Many people have never had a chance to know the one true God. Cults like Scientology are appealing because they offer answers and hope in convincing ways. Movie stars with lots of fame and money lend credibility and influence. Their testimonies spread a message of darkness, moving people to sacrifice money and even their families to receive the false hope Scientology sells. John began his gospel describing Jesus. He said, “In him was life, and the life was the light of men. The light shines in the darkness, and the darkness has not overcome it” (John 1:4-5). Our message is powerful and provides people a way out of the darkness. When did you last share the gospel with someone in need of salvation?

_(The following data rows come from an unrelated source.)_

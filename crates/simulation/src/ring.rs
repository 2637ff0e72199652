//! Ring relay simulation.
//!
//! K stage tasks are linked by single-slot conduits into a cycle that closes
//! through the coordinator. The coordinator injects the token at stage 1 once
//! per lap and waits for it to come home from stage K before starting the
//! next lap, so exactly one token is in flight and stages are visited in
//! strictly increasing order.
//!
//! Shutdown is structural: once the last lap is home the coordinator drops
//! the entry conduit, each stage sees its inbound conduit close, reports its
//! best sector and drops its outbound conduit in turn.

use crate::context::{Halt, RunContext};
use pitlane_core::{CancellationToken, EventSink, RunOutcome, SimEnv, TimingStream};
use pitlane_types::{
    EventRecord, LapRecord, LapTime, RingSummary, RunConfig, SectorRecord, StageId, Summary,
    Topic, SECTOR_TIME_RANGE,
};
use std::sync::Arc;
use std::time::Duration;
use tokio::sync::mpsc;
use tokio::task::JoinHandle;
use tracing::{debug, info, instrument, trace};

/// The unit of work circulating the ring. Moved from stage to stage, never
/// copied.
#[derive(Debug)]
struct Token {
    lap: u32,
    /// Last stage that processed the token.
    sector: StageId,
    /// Sum of the sector times of the current lap.
    elapsed: LapTime,
}

/// Drives a ring of stages that relay one token lap after lap.
#[derive(Debug, Clone)]
pub struct RingSimulator {
    env: SimEnv,
}

impl RingSimulator {
    pub fn new(env: SimEnv) -> Self {
        Self { env }
    }

    /// Run a ring of `sectors` stages for `laps` laps.
    ///
    /// `sectors < 1` is reported as an error log plus `done` and no stage is
    /// created; `laps < 1` runs one lap. Emits a start record, one record per
    /// stage visit, one summary and one `done`.
    #[instrument(skip(self, sink, cancel))]
    pub async fn run(
        &self,
        sectors: i64,
        laps: i64,
        sink: EventSink,
        cancel: CancellationToken,
    ) -> RunOutcome {
        let ctx = RunContext::new(Topic::Ring, sink, Arc::clone(&self.env.pacer), cancel);

        let config = match RunConfig::validate("sectors", sectors, laps) {
            Ok(config) => config,
            Err(err) => return ctx.reject(err).await,
        };
        if laps < 1 {
            debug!(laps, "Coercing lap count to 1");
        }

        match self.run_validated(&ctx, config).await {
            Ok(()) => RunOutcome::Completed,
            Err(halt) => ctx.outcome_of(halt).await,
        }
    }

    async fn run_validated(&self, ctx: &RunContext, config: RunConfig) -> Result<(), Halt> {
        let sectors = config.units();
        let laps = config.repetitions();

        info!(sectors, laps, "Starting ring run");
        ctx.log(format!("ring run: {sectors} sectors, {laps} laps"))
            .await?;

        let ring_ctx = ctx.child();
        let (entry, mut home, stages) = self.build_ring(&ring_ctx, sectors);

        let relayed = relay_laps(&ring_ctx, entry, &mut home, sectors, laps).await;
        if relayed.is_err() {
            ring_ctx.cancel_token().cancel();
        }
        let joined = join_stages(stages).await;

        let (lap_times, best_sectors) = match (relayed, joined) {
            (Ok(lap_times), Ok(best_sectors)) => (lap_times, best_sectors),
            (Err(halt), Err(stage_halt)) => return Err(Halt::merge(Some(halt), stage_halt)),
            (Err(halt), Ok(_)) | (Ok(_), Err(halt)) => return Err(halt),
        };

        let fastest_lap = lap_times
            .iter()
            .min_by_key(|record| (record.time, record.lap))
            .copied()
            .ok_or_else(|| Halt::Failed("ring finished without laps".to_string()))?;

        info!(
            fastest_lap = fastest_lap.lap,
            time = %fastest_lap.time,
            "Ring run finished"
        );

        let summary = RingSummary {
            sectors,
            laps,
            lap_times,
            fastest_lap,
            best_sectors,
        };
        ctx.emit(EventRecord::summary(Summary::Ring(summary))).await?;
        ctx.emit(EventRecord::done(Topic::Ring, "ring run finished"))
            .await
    }

    /// Spawn the stages and wire them into a cycle.
    ///
    /// Returns the conduit into stage 1, the conduit out of stage K and the
    /// stage handles in stage order.
    fn build_ring(
        &self,
        ctx: &RunContext,
        sectors: u32,
    ) -> (
        mpsc::Sender<Token>,
        mpsc::Receiver<Token>,
        Vec<JoinHandle<Result<SectorRecord, Halt>>>,
    ) {
        let (entry, mut inbound) = mpsc::channel::<Token>(1);
        let mut stages = Vec::new();

        for sector in 1..=sectors {
            let (outbound, next_inbound) = mpsc::channel::<Token>(1);
            let id = StageId(sector);
            let stage = Stage {
                id,
                delay: self.env.pacing.sector_delay,
                timing: self.env.timing.stream(Topic::Ring, sector),
                inbound,
                outbound,
                ctx: ctx.clone(),
            };
            stages.push(tokio::spawn(stage.run()));
            inbound = next_inbound;
        }

        (entry, inbound, stages)
    }
}

/// Inject one token per lap and wait for it to come home.
async fn relay_laps(
    ctx: &RunContext,
    entry: mpsc::Sender<Token>,
    home: &mut mpsc::Receiver<Token>,
    sectors: u32,
    laps: u32,
) -> Result<Vec<LapRecord>, Halt> {
    let last = StageId(sectors);
    let mut lap_times = Vec::new();

    for lap in 1..=laps {
        debug!(lap, "Lap started");
        let token = Token {
            lap,
            sector: last,
            elapsed: LapTime::ZERO,
        };
        tokio::select! {
            biased;
            _ = ctx.cancel_token().cancelled() => return Err(Halt::Cancelled),
            sent = entry.send(token) => sent.map_err(|_| Halt::Cancelled)?,
        }

        let token = tokio::select! {
            biased;
            _ = ctx.cancel_token().cancelled() => return Err(Halt::Cancelled),
            // A closed home conduit means a stage stopped early; the stage
            // results say why.
            token = home.recv() => token.ok_or(Halt::Cancelled)?,
        };

        if token.lap != lap || token.sector != last {
            return Err(Halt::Failed(format!(
                "token came home as lap {} from sector {}, expected lap {lap} from sector {last}",
                token.lap, token.sector
            )));
        }
        debug!(lap, time = %token.elapsed, "Lap completed");
        lap_times.push(LapRecord {
            lap,
            time: token.elapsed,
        });
    }

    // Closing the entry conduit shuts the ring down stage by stage.
    drop(entry);
    Ok(lap_times)
}

/// Join every stage in stage order and collect their best sectors.
async fn join_stages(
    stages: Vec<JoinHandle<Result<SectorRecord, Halt>>>,
) -> Result<Vec<SectorRecord>, Halt> {
    let mut best_sectors = Vec::with_capacity(stages.len());
    let mut halt = None;

    for (index, stage) in stages.into_iter().enumerate() {
        let stage_halt = match stage.await {
            Ok(Ok(record)) => {
                best_sectors.push(record);
                continue;
            }
            Ok(Err(halt)) => halt,
            Err(err) if err.is_panic() => {
                Halt::Failed(format!("stage {} panicked: {err}", index + 1))
            }
            Err(_) => Halt::Cancelled,
        };
        halt = Some(Halt::merge(halt, stage_halt));
    }

    match halt {
        Some(halt) => Err(halt),
        None => Ok(best_sectors),
    }
}

/// One position in the ring.
struct Stage {
    id: StageId,
    delay: Duration,
    timing: Box<dyn TimingStream>,
    inbound: mpsc::Receiver<Token>,
    outbound: mpsc::Sender<Token>,
    ctx: RunContext,
}

impl Stage {
    /// Process tokens until the inbound conduit closes, then report the best
    /// sector this stage produced.
    async fn run(mut self) -> Result<SectorRecord, Halt> {
        let mut best: Option<SectorRecord> = None;

        loop {
            let mut token = tokio::select! {
                biased;
                _ = self.ctx.cancel_token().cancelled() => return Err(Halt::Cancelled),
                token = self.inbound.recv() => match token {
                    Some(token) => token,
                    None => break,
                },
            };

            let time = self.timing.draw(&SECTOR_TIME_RANGE);
            self.ctx.pause(self.delay).await?;
            self.ctx
                .log(format!("sector {} time {time} (lap {})", self.id, token.lap))
                .await?;
            trace!(stage = %self.id, lap = token.lap, %time, "Sector done");

            if best.map_or(true, |current| time < current.time) {
                best = Some(SectorRecord {
                    sector: self.id,
                    lap: token.lap,
                    time,
                });
            }
            token.sector = self.id;
            token.elapsed = token.elapsed + time;

            tokio::select! {
                biased;
                _ = self.ctx.cancel_token().cancelled() => return Err(Halt::Cancelled),
                // The next stage only goes away when the ring is halting.
                sent = self.outbound.send(token) => sent.map_err(|_| Halt::Cancelled)?,
            }
        }

        // Every lap visits every stage, so an inbound conduit that closes
        // before the first token means an upstream stage halted.
        best.ok_or(Halt::Cancelled)
    }
}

Chances are you will hear people discussing Scientology this week because it is in the news. When you find yourself in one of those conversations, pray and ask the Holy Spirit to guide your thoughts, your words, and your heart. Then, speak the truth of the gospel message with grace and kindness. It is easy to assume that all Americans have had the chance to know Jesus, but most have just heard his name and a few Bible stories. They need someone to explain and help them understand.
A lot of people are in the dark and looking for someone to care enough about them to provide some hope and some answers to their questions. Christians have overcome the darkness and our calling is like Paul’s. We have been sent to be a light in this world. Don’t hesitate to speak, remembering, “He who is in you is greater than he who is in the world” (1 John 4:4).
I wonder who Tom Cruise, John Travolta, and the others would have been if they had found Jesus instead of Scientology. Maybe we will know that answer someday. In the meantime, who do you know that is living in darkness? Remember, Jesus is the light of the world—and you are filled with that light. Pray for the opportunity to share the gospel this week.